_Work instructions_.
Determine the number of lines of the records below that include "reads". Respond with the number and no other text.

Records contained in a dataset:

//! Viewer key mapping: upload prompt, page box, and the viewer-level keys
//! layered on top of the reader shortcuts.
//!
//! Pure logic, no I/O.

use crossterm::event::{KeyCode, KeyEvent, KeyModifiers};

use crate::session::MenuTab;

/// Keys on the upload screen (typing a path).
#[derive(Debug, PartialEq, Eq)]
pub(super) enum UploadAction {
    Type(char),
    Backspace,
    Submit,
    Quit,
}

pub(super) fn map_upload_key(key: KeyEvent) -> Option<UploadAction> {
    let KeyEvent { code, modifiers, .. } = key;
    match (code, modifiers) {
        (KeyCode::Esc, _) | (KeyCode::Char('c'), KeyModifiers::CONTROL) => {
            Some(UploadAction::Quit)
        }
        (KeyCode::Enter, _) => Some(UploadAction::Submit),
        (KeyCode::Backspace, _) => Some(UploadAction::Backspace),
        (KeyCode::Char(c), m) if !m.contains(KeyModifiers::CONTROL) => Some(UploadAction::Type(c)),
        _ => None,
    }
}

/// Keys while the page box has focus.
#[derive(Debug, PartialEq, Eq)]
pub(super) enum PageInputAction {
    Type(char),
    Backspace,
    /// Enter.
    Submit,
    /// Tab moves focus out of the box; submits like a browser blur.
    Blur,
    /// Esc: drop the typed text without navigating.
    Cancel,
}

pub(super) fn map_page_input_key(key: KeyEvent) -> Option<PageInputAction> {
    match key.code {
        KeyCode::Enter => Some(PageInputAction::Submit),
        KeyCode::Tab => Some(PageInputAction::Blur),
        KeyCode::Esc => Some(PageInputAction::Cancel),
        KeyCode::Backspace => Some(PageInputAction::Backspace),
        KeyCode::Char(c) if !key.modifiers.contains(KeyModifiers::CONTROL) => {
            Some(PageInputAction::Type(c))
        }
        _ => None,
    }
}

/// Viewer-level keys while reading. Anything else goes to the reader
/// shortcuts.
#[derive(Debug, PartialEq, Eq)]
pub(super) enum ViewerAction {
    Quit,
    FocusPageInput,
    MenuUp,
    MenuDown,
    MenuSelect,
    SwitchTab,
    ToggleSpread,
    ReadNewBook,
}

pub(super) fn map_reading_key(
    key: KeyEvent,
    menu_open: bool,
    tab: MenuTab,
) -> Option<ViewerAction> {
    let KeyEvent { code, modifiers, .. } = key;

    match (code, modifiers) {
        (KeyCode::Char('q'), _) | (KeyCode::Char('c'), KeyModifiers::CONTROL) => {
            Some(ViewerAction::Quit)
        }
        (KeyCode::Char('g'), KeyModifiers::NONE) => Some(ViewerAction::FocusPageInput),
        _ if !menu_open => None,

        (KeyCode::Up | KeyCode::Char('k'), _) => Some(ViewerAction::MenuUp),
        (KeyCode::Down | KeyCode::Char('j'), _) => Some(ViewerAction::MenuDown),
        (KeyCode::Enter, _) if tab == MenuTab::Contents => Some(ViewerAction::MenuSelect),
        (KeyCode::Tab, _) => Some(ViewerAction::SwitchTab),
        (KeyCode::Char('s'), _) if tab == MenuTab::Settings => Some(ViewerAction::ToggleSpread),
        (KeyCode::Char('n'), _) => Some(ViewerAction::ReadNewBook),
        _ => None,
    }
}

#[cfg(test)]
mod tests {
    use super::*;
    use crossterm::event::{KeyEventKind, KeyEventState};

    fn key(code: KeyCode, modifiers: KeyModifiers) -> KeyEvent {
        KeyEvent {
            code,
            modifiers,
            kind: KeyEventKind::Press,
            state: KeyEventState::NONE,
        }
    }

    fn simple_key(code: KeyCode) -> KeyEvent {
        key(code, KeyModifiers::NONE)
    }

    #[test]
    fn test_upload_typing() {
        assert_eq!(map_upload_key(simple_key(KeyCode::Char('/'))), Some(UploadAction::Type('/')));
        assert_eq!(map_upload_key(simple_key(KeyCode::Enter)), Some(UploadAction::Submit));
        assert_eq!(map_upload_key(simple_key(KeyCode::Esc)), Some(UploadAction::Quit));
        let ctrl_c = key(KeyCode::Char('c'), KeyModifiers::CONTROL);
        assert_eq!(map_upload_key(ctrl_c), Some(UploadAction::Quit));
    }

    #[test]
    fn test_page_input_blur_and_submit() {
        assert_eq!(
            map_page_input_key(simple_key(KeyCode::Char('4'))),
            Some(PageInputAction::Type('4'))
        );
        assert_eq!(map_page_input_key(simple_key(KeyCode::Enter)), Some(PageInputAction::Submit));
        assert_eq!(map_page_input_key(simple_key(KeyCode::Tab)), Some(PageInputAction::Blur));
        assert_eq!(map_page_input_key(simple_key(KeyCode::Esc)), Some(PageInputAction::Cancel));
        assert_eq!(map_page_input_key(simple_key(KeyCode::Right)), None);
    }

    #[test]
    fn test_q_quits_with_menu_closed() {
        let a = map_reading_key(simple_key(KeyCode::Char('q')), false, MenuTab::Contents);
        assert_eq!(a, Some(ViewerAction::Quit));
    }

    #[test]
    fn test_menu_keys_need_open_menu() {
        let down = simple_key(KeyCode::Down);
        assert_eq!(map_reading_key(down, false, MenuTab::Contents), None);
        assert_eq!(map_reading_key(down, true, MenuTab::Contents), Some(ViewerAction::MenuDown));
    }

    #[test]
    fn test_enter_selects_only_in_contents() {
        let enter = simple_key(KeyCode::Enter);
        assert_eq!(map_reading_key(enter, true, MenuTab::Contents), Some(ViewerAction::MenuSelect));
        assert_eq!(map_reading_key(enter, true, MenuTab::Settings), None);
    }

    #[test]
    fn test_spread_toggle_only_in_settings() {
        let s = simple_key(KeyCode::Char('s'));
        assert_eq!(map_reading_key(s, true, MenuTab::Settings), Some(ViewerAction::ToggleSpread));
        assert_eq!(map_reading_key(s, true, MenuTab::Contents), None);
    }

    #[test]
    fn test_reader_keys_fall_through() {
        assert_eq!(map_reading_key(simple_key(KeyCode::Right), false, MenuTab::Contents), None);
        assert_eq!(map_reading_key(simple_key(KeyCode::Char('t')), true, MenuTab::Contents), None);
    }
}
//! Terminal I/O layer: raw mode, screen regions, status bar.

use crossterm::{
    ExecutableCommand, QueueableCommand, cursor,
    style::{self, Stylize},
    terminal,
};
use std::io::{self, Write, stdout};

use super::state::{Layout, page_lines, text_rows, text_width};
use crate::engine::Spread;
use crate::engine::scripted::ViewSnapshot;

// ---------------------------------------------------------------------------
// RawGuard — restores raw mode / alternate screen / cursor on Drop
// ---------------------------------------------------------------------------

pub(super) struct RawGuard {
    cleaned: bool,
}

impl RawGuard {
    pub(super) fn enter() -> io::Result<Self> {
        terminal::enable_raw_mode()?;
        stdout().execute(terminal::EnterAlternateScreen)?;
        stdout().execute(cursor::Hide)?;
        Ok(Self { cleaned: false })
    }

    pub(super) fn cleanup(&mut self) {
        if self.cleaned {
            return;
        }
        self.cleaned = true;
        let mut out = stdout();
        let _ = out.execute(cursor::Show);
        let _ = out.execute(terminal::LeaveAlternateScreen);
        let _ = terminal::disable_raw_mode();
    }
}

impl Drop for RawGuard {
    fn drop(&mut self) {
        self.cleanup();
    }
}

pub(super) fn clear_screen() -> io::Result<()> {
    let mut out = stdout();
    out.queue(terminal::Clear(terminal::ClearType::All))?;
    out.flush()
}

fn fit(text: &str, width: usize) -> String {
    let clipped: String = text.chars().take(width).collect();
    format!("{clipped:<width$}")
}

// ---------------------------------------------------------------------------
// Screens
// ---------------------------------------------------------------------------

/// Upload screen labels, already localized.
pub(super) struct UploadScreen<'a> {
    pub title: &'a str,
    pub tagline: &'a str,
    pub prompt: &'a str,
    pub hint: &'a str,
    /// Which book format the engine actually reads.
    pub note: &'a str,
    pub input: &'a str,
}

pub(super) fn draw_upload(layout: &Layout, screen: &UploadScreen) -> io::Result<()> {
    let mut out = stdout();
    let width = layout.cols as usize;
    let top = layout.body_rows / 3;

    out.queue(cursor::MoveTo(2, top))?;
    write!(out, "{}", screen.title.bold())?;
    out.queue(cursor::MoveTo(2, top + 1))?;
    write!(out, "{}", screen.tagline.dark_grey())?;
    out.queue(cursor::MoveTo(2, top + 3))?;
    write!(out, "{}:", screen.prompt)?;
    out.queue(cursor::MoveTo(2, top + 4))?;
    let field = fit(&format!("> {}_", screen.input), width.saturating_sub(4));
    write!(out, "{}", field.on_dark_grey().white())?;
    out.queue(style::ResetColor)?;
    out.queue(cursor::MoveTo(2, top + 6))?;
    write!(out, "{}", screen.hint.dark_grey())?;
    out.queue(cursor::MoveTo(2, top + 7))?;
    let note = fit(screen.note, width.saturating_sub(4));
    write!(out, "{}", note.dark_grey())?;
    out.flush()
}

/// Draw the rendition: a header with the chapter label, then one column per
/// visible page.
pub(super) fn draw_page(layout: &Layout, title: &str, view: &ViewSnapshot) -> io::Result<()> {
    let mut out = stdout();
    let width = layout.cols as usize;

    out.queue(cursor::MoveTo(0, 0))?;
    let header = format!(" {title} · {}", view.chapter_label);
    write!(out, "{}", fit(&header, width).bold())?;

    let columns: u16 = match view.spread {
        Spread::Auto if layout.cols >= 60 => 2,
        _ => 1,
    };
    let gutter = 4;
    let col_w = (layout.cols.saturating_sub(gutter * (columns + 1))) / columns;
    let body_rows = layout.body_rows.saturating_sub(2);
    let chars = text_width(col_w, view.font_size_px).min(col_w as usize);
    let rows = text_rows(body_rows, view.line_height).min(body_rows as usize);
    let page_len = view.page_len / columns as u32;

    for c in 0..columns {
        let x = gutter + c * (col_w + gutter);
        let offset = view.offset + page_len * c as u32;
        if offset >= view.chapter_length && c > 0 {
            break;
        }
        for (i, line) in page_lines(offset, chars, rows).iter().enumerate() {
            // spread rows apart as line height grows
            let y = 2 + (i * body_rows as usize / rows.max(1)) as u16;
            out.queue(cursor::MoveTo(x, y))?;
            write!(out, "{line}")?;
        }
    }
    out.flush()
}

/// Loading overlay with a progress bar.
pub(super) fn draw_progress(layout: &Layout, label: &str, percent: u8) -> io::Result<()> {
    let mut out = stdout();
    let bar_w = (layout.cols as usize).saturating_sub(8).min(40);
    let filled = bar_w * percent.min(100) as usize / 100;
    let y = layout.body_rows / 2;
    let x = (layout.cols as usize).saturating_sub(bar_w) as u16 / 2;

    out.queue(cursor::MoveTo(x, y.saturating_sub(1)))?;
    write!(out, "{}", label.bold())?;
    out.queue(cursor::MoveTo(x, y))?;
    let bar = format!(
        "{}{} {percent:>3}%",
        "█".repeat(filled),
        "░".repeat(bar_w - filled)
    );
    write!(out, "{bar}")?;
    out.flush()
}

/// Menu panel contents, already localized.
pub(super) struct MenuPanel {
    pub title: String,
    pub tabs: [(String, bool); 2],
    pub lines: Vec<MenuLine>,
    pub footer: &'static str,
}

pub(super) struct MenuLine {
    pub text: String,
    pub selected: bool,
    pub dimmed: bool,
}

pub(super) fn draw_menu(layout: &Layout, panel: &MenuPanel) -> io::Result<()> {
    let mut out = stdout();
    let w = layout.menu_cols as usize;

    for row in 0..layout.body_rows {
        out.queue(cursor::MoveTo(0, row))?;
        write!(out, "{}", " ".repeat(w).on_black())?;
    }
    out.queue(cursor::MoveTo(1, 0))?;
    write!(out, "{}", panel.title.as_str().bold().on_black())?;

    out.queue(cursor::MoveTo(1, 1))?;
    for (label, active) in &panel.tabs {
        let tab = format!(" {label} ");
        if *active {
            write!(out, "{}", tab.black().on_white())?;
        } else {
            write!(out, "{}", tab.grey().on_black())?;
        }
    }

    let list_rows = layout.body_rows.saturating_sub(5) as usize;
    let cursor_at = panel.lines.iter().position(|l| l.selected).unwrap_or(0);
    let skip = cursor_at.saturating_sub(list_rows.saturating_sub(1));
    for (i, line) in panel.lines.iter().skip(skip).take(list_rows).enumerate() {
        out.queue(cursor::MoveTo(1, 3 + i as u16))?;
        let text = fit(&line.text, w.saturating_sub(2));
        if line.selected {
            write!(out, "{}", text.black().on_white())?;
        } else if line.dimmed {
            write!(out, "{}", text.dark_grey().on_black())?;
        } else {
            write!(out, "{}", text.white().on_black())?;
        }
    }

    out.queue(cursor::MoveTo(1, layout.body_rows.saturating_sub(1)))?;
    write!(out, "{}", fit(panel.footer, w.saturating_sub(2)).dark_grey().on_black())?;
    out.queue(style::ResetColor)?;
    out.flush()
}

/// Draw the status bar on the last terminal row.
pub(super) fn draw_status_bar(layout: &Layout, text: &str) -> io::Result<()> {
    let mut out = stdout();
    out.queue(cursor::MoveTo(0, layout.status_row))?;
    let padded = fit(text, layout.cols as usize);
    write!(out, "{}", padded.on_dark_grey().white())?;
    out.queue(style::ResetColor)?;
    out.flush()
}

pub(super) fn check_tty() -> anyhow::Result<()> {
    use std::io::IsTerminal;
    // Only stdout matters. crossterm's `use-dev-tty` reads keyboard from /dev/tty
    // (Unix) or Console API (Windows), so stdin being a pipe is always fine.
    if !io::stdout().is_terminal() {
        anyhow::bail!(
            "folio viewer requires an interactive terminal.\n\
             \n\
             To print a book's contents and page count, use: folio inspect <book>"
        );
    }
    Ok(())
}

_Solved exercise_.
2